The girls started to chat amongst themselves about their experiences on the beach.  They started to share their stories with me.  I'm assuming that this is because I didn't look like a horny young college student, perhaps a sympathetic older man in their eyes.   As it turns out one of them, Suzie, was being oogled by a guy who was staying at their resort named Martin.  They'd flirt with the boys, and Martin in particular, but only enough to get him interested in Suzie, at which point, they'd pull back when he displayed any interest.  I think Martin asked Suzie to a reggae concert and they were debating whether Suzie should accept this invitation.  They giggled at the various things Martin did to try to entangle Suzie in some plot that they undoubtedly thought would lead to sex.  It wasn't precisely clear why Suzie would want to avoid this, but OK.  The girls got their patties to go, and departed. 


At this point, Sonia came up to me, and gave me a long stare.  She sat down in front of me, and patted my arm.  She said "I tell you".   "eh?

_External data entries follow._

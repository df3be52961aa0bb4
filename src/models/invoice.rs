//! Invoice model and lifecycle rules.

use super::line_item::LineItem;
use chrono::{DateTime, NaiveDate, Utc};
use rust_decimal::Decimal;
use serde::{Deserialize, Serialize};
use sqlx::FromRow;
use uuid::Uuid;

/// Invoice status.
///
/// Draft -> Sent -> Paid, with Sent -> Overdue -> Paid for late payers and
/// Voided reachable from anything except Paid. Paid and Voided are terminal.
#[derive(Debug, Clone, Copy, PartialEq, Eq, Serialize, Deserialize)]
#[serde(rename_all = "snake_case")]
pub enum InvoiceStatus {
    Draft,
    Sent,
    Paid,
    Overdue,
    Voided,
}

impl InvoiceStatus {
    pub fn as_str(&self) -> &'static str {
        match self {
            InvoiceStatus::Draft => "draft",
            InvoiceStatus::Sent => "sent",
            InvoiceStatus::Paid => "paid",
            InvoiceStatus::Overdue => "overdue",
            InvoiceStatus::Voided => "voided",
        }
    }

    pub fn from_string(s: &str) -> Self {
        match s {
            "sent" => InvoiceStatus::Sent,
            "paid" => InvoiceStatus::Paid,
            "overdue" => InvoiceStatus::Overdue,
            "voided" => InvoiceStatus::Voided,
            _ => InvoiceStatus::Draft,
        }
    }

    /// Only draft invoices accept item and adjustment changes.
    pub fn is_editable(&self) -> bool {
        matches!(self, InvoiceStatus::Draft)
    }

    pub fn can_be_sent(&self) -> bool {
        matches!(self, InvoiceStatus::Draft)
    }

    pub fn can_be_marked_paid(&self) -> bool {
        matches!(self, InvoiceStatus::Sent | InvoiceStatus::Overdue)
    }

    pub fn can_be_voided(&self) -> bool {
        matches!(
            self,
            InvoiceStatus::Draft | InvoiceStatus::Sent | InvoiceStatus::Overdue
        )
    }

    pub fn is_terminal(&self) -> bool {
        matches!(self, InvoiceStatus::Paid | InvoiceStatus::Voided)
    }
}

/// Invoice for one member over one billing period.
#[derive(Debug, Clone, Serialize, Deserialize, FromRow)]
pub struct Invoice {
    pub invoice_id: Uuid,
    pub user_id: Uuid,
    pub invoice_number: String,
    pub period_start: NaiveDate,
    pub period_end: NaiveDate,
    pub status: String,
    pub subtotal: Decimal,
    pub adjustments: Decimal,
    pub adjustment_reason: Option<String>,
    pub total: Decimal,
    pub due_date: NaiveDate,
    pub sent_utc: Option<DateTime<Utc>>,
    pub paid_utc: Option<DateTime<Utc>>,
    pub voided_utc: Option<DateTime<Utc>>,
    pub generated_by: Option<Uuid>,
    pub created_utc: DateTime<Utc>,
    pub updated_utc: DateTime<Utc>,
}

impl Invoice {
    pub fn status(&self) -> InvoiceStatus {
        InvoiceStatus::from_string(&self.status)
    }
}

/// An invoice together with its line items.
#[derive(Debug, Clone, Serialize, Deserialize)]
pub struct InvoiceWithItems {
    pub invoice: Invoice,
    pub items: Vec<LineItem>,
}

/// Aggregate over uninvoiced billable usage in a period.
#[derive(Debug, Clone, PartialEq, Eq, Serialize, Deserialize)]
pub struct PeriodSummary {
    pub user_count: i64,
    pub usage_count: i64,
    pub total_amount: Decimal,
}

/// Filter parameters for listing invoices.
#[derive(Debug, Clone, Default)]
pub struct ListInvoicesFilter {
    pub status: Option<InvoiceStatus>,
    pub user_id: Option<Uuid>,
    pub period_start_from: Option<NaiveDate>,
    pub period_start_to: Option<NaiveDate>,
    pub page_size: i32,
    pub page_token: Option<Uuid>,
}

#[cfg(test)]
mod tests {
    use super::*;

    #[test]
    fn draft_is_the_only_editable_status() {
        assert!(InvoiceStatus::Draft.is_editable());
        assert!(!InvoiceStatus::Sent.is_editable());
        assert!(!InvoiceStatus::Paid.is_editable());
        assert!(!InvoiceStatus::Overdue.is_editable());
        assert!(!InvoiceStatus::Voided.is_editable());
    }

    #[test]
    fn only_draft_can_be_sent() {
        assert!(InvoiceStatus::Draft.can_be_sent());
        assert!(!InvoiceStatus::Sent.can_be_sent());
        assert!(!InvoiceStatus::Paid.can_be_sent());
        assert!(!InvoiceStatus::Overdue.can_be_sent());
        assert!(!InvoiceStatus::Voided.can_be_sent());
    }

    #[test]
    fn sent_and_overdue_can_be_marked_paid() {
        assert!(InvoiceStatus::Sent.can_be_marked_paid());
        assert!(InvoiceStatus::Overdue.can_be_marked_paid());
        assert!(!InvoiceStatus::Draft.can_be_marked_paid());
        assert!(!InvoiceStatus::Paid.can_be_marked_paid());
        assert!(!InvoiceStatus::Voided.can_be_marked_paid());
    }

    #[test]
    fn paid_invoices_cannot_be_voided() {
        assert!(InvoiceStatus::Draft.can_be_voided());
        assert!(InvoiceStatus::Sent.can_be_voided());
        assert!(InvoiceStatus::Overdue.can_be_voided());
        assert!(!InvoiceStatus::Paid.can_be_voided());
        assert!(!InvoiceStatus::Voided.can_be_voided());
    }

    #[test]
    fn paid_and_voided_are_terminal() {
        assert!(InvoiceStatus::Paid.is_terminal());
        assert!(InvoiceStatus::Voided.is_terminal());
        assert!(!InvoiceStatus::Draft.is_terminal());
        assert!(!InvoiceStatus::Sent.is_terminal());
        assert!(!InvoiceStatus::Overdue.is_terminal());
    }

    #[test]
    fn status_round_trips_through_strings() {
        for status in [
            InvoiceStatus::Draft,
            InvoiceStatus::Sent,
            InvoiceStatus::Paid,
            InvoiceStatus::Overdue,
            InvoiceStatus::Voided,
        ] {
            assert_eq!(InvoiceStatus::from_string(status.as_str()), status);
        }
    }

    #[test]
    fn unknown_status_string_falls_back_to_draft() {
        assert_eq!(InvoiceStatus::from_string("garbage"), InvoiceStatus::Draft);
    }
}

Tell me what, Sonia?"  She looked at me in the eyes again and said "I tell you...Me hoosban and me, I finally divorce him, but I have to pay some one for to drive me to Kingston Town"  It turns out that she got fed up with her good-for-nothing husband dogging around on her for 12 years.  She was scared to death of Kingston and all the crime there, and had to save up her money to get a bodyguard to take her there.   It was a long tale, but I won't bore you with the details.   Now that she was legally free, she'd been flirting with a taxi driver.   She said she was in love with him, but because she was a god-fearing woman, she wouldn't do anything with him, as he was married.

Almost on cue, a cab pulled in front of the stand, and an old Rastafarian-looking character ambles over to the table and sits down with Sonia.   They started to make goo-goo eyes at each other.   He asked to kiss her (right in front of me), but Sonia refused.  "Now, darling, I tell you you cannot do such things..."  He tried his best, "But, Sonia, you are my only love, why not..."  At this point, I felt like I was eavesdropping,  so I picked up my Redstripe and wandered back to the beach, while Sonia and her boyfriend continued to make nice-nice.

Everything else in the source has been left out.